Depois da guerra, o governo do Presidente Harry Truman ofereceu-se para comprar a ilha devido à “extrema importância da Gronelândia para a defesa dos Estados Unidos”. A Dinamarca rejeitou a proposta, mas assinou um acordo de longo prazo para a base.
Quando Trump ressuscitou a proposta durante o seu primeiro mandato, foi rapidamente rejeitada pela Dinamarca e descartada como uma manobra de manchete. Mas agora Trump está a perseguir a ideia com energia renovada.
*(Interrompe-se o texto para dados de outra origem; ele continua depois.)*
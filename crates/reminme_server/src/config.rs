//! Process configuration read from the environment.
//!
//! # Responsibility
//! - Resolve every server setting from environment variables with defaults.
//! - Decide which AI integrations are enabled (a missing API key disables one).
//!
//! # Invariants
//! - Invalid values are reported with the offending variable name; they are
//!   never silently replaced by defaults.
//! - Blank values count as unset.

use reminme_ai::{ProviderConfig, DEFAULT_TIMEOUT_SECS};
use std::error::Error;
use std::fmt::{Display, Formatter};
use std::net::SocketAddr;
use std::path::PathBuf;

const DEFAULT_BIND_ADDR: &str = "127.0.0.1:8787";
const DEFAULT_DB_PATH: &str = "reminme.sqlite3";
const DEFAULT_OPENAI_BASE_URL: &str = "https://api.openai.com/v1";
const DEFAULT_OPENAI_MODEL: &str = "gpt-4o-mini";
const DEFAULT_EMBEDDING_MODEL: &str = "text-embedding-3-small";
const DEFAULT_PERPLEXITY_BASE_URL: &str = "https://api.perplexity.ai";
const DEFAULT_PERPLEXITY_MODEL: &str = "sonar";

/// Invalid configuration value.
#[derive(Debug, Clone, PartialEq, Eq)]
pub struct ConfigError {
    pub variable: &'static str,
    pub reason: String,
}

impl ConfigError {
    fn new(variable: &'static str, reason: impl Into<String>) -> Self {
        Self {
            variable,
            reason: reason.into(),
        }
    }
}

impl Display for ConfigError {
    fn fmt(&self, f: &mut Formatter<'_>) -> std::fmt::Result {
        write!(f, "invalid `{}`: {}", self.variable, self.reason)
    }
}

impl Error for ConfigError {}

/// Pinecone-style index endpoint.
#[derive(Debug, Clone, PartialEq, Eq)]
pub struct VectorIndexConfig {
    pub url: String,
    pub api_key: String,
}

#[derive(Debug, Clone, PartialEq, Eq)]
pub struct ServerConfig {
    pub bind_addr: SocketAddr,
    pub db_path: PathBuf,
    pub log_level: String,
    pub log_dir: PathBuf,
    pub cors_origins: Vec<String>,
    /// General-purpose completion provider.
    pub chat: Option<ProviderConfig>,
    /// Search-augmented completion provider used for citations.
    pub search: Option<ProviderConfig>,
    /// Embedding endpoint; shares the chat provider's key and base URL.
    pub embedding: Option<ProviderConfig>,
    pub vector_index: Option<VectorIndexConfig>,
    pub ai_timeout_secs: u64,
}

impl ServerConfig {
    pub fn from_env() -> Result<Self, ConfigError> {
        Self::from_lookup(|name| std::env::var(name).ok())
    }

    /// Builds the configuration from an arbitrary variable source.
    pub fn from_lookup(lookup: impl Fn(&str) -> Option<String>) -> Result<Self, ConfigError> {
        let get = |name: &str| {
            lookup(name)
                .map(|value| value.trim().to_string())
                .filter(|value| !value.is_empty())
        };

        let bind_addr = get("REMINME_BIND_ADDR")
            .unwrap_or_else(|| DEFAULT_BIND_ADDR.to_string())
            .parse::<SocketAddr>()
            .map_err(|err| ConfigError::new("REMINME_BIND_ADDR", err.to_string()))?;

        let db_path = PathBuf::from(
            get("REMINME_DB_PATH").unwrap_or_else(|| DEFAULT_DB_PATH.to_string()),
        );

        let log_level = get("REMINME_LOG_LEVEL")
            .unwrap_or_else(|| reminme_core::default_log_level().to_string());

        let log_dir = match get("REMINME_LOG_DIR") {
            Some(value) => {
                let path = PathBuf::from(&value);
                if !path.is_absolute() {
                    return Err(ConfigError::new(
                        "REMINME_LOG_DIR",
                        format!("must be an absolute path, got `{value}`"),
                    ));
                }
                path
            }
            None => std::env::current_dir()
                .map_err(|err| ConfigError::new("REMINME_LOG_DIR", err.to_string()))?
                .join("logs"),
        };

        let cors_origins = get("REMINME_CORS_ORIGINS")
            .map(|value| {
                value
                    .split(',')
                    .map(str::trim)
                    .filter(|origin| !origin.is_empty())
                    .map(str::to_string)
                    .collect()
            })
            .unwrap_or_default();

        let ai_timeout_secs = match get("REMINME_AI_TIMEOUT_SECS") {
            Some(value) => match value.parse::<u64>() {
                Ok(secs) if secs > 0 => secs,
                _ => {
                    return Err(ConfigError::new(
                        "REMINME_AI_TIMEOUT_SECS",
                        format!("must be a positive number of seconds, got `{value}`"),
                    ))
                }
            },
            None => DEFAULT_TIMEOUT_SECS,
        };

        let openai_key = get("OPENAI_API_KEY");
        let openai_base =
            get("OPENAI_BASE_URL").unwrap_or_else(|| DEFAULT_OPENAI_BASE_URL.to_string());
        let chat = openai_key.as_ref().map(|key| ProviderConfig {
            base_url: openai_base.clone(),
            api_key: key.clone(),
            model: get("OPENAI_MODEL").unwrap_or_else(|| DEFAULT_OPENAI_MODEL.to_string()),
            timeout_secs: ai_timeout_secs,
        });
        let embedding = openai_key.as_ref().map(|key| ProviderConfig {
            base_url: openai_base.clone(),
            api_key: key.clone(),
            model: get("OPENAI_EMBEDDING_MODEL")
                .unwrap_or_else(|| DEFAULT_EMBEDDING_MODEL.to_string()),
            timeout_secs: ai_timeout_secs,
        });
        let search = get("PERPLEXITY_API_KEY").map(|key| ProviderConfig {
            base_url: get("PERPLEXITY_BASE_URL")
                .unwrap_or_else(|| DEFAULT_PERPLEXITY_BASE_URL.to_string()),
            api_key: key,
            model: get("PERPLEXITY_MODEL")
                .unwrap_or_else(|| DEFAULT_PERPLEXITY_MODEL.to_string()),
            timeout_secs: ai_timeout_secs,
        });

        let vector_index = match (get("VECTOR_INDEX_URL"), get("VECTOR_INDEX_API_KEY")) {
            (Some(url), Some(api_key)) => Some(VectorIndexConfig { url, api_key }),
            (Some(_), None) => {
                return Err(ConfigError::new(
                    "VECTOR_INDEX_API_KEY",
                    "is required when VECTOR_INDEX_URL is set",
                ))
            }
            _ => None,
        };

        Ok(Self {
            bind_addr,
            db_path,
            log_level,
            log_dir,
            cors_origins,
            chat,
            search,
            embedding,
            vector_index,
            ai_timeout_secs,
        })
    }
}

#[cfg(test)]
mod tests {
    use super::ServerConfig;
    use std::collections::HashMap;

    fn config_from(pairs: &[(&str, &str)]) -> Result<ServerConfig, super::ConfigError> {
        let vars: HashMap<String, String> = pairs
            .iter()
            .map(|(key, value)| (key.to_string(), value.to_string()))
            .collect();
        ServerConfig::from_lookup(|name| vars.get(name).cloned())
    }

    #[test]
    fn defaults_leave_ai_integrations_disabled() {
        let config = config_from(&[]).expect("config should load");
        assert_eq!(config.bind_addr.to_string(), "127.0.0.1:8787");
        assert_eq!(config.db_path.to_str(), Some("reminme.sqlite3"));
        assert!(config.log_dir.is_absolute());
        assert!(config.chat.is_none());
        assert!(config.search.is_none());
        assert!(config.vector_index.is_none());
        assert_eq!(config.ai_timeout_secs, 60);
    }

    #[test]
    fn api_keys_enable_providers_with_default_models() {
        let config = config_from(&[
            ("OPENAI_API_KEY", "sk-test"),
            ("PERPLEXITY_API_KEY", "pplx-test"),
            ("REMINME_CORS_ORIGINS", "http://localhost:3000, ,https://app.example"),
        ])
        .expect("config should load");
        let chat = config.chat.expect("chat should be present");
        assert_eq!(chat.model, "gpt-4o-mini");
        assert_eq!(chat.base_url, "https://api.openai.com/v1");
        let embedding = config.embedding.expect("embedding should be configured");
        assert_eq!(embedding.model, "text-embedding-3-small");
        assert_eq!(config.search.expect("search should be present").model, "sonar");
        assert_eq!(
            config.cors_origins,
            vec!["http://localhost:3000", "https://app.example"]
        );
    }

    #[test]
    fn invalid_values_name_the_variable() {
        let err = config_from(&[("REMINME_BIND_ADDR", "not an address")]).unwrap_err();
        assert_eq!(err.variable, "REMINME_BIND_ADDR");

        let err = config_from(&[("REMINME_AI_TIMEOUT_SECS", "soon")]).unwrap_err();
        assert_eq!(err.variable, "REMINME_AI_TIMEOUT_SECS");

        let err = config_from(&[("REMINME_LOG_DIR", "logs")]).unwrap_err();
        assert_eq!(err.variable, "REMINME_LOG_DIR");

        let err = config_from(&[("VECTOR_INDEX_URL", "https://index.example")]).unwrap_err();
        assert_eq!(err.variable, "VECTOR_INDEX_API_KEY");
    }

    #[test]
    fn blank_values_count_as_unset() {
        let config = config_from(&[("OPENAI_API_KEY", "   "), ("REMINME_BIND_ADDR", "")])
            .expect("config should load");
        assert!(config.chat.is_none());
        assert_eq!(config.bind_addr.port(), 8787);
    }
}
Durante um discurso no início deste mês, disse numa sessão conjunta do Congresso que os EUA precisavam de assumir o controlo da Gronelândia para proteger a sua segurança nacional. “Penso que o vamos conseguir”, disse Trump. “De uma forma ou de outra”.
Um modelo nas Ilhas Marshall?
Mesmo assim, Trump tem os seus admiradores na Gronelândia.
E não há maior fã do que Jorgen Boassen. Quando falou com a The Associated Press, Boassen usava uma t-shirt com uma fotografia de Trump com o punho no ar e sangue a escorrer-lhe pela cara, depois de uma tentativa de assassinato no ano passado. Por baixo, o slogan “American Badass”.
Boassen trabalha para uma organização chamada American Daybreak, fundada pelo antigo colaborador de Trump, Thomas Dans, e que promove laços mais estreitos entre os EUA e a Gronelândia.
O antigo pedreiro, que se descreve a si próprio como “110 por cento″ inuit, tem uma série de queixas contra a Dinamarca, a maior parte das quais derivam do que considera serem os maus tratos infligidos à população local durante o domínio colonial.
Em particular, cita mulheres inuítes que dizem ter sido equipadas com dispositivos de controlo de natalidade sem a sua autorização durante a década de 1970.
Boassen afirma que Trump tem de agir para proteger a porta das traseiras da América, porque a Dinamarca não conseguiu garantir a segurança da Gronelândia.
Mas até ele quer que a Gronelândia seja independente, um aliado dos EUA, mas não o 51º Estado.
O que ele tem em mente é algo mais parecido com o acordo de livre associação que as Ilhas Marshall negociaram com os EUA quando se tornaram independentes em 1986. Esse acordo reconhece o arquipélago do Pacífico como uma nação soberana que conduz a sua própria política externa, mas dá aos EUA o controlo da defesa e da segurança.
“Estamos em 2025”, disse Boassen. “Por isso, não acredito que eles possam vir aqui e assumir o controlo.”
Aconteça o que acontecer, a maioria dos gronelandeses concorda que o destino da ilha deve ser decidido por eles, não por Trump.
“Temos de nos manter unidos”, disse Christiansen, com as suas agulhas de tricô a fazer um clique e um estalido.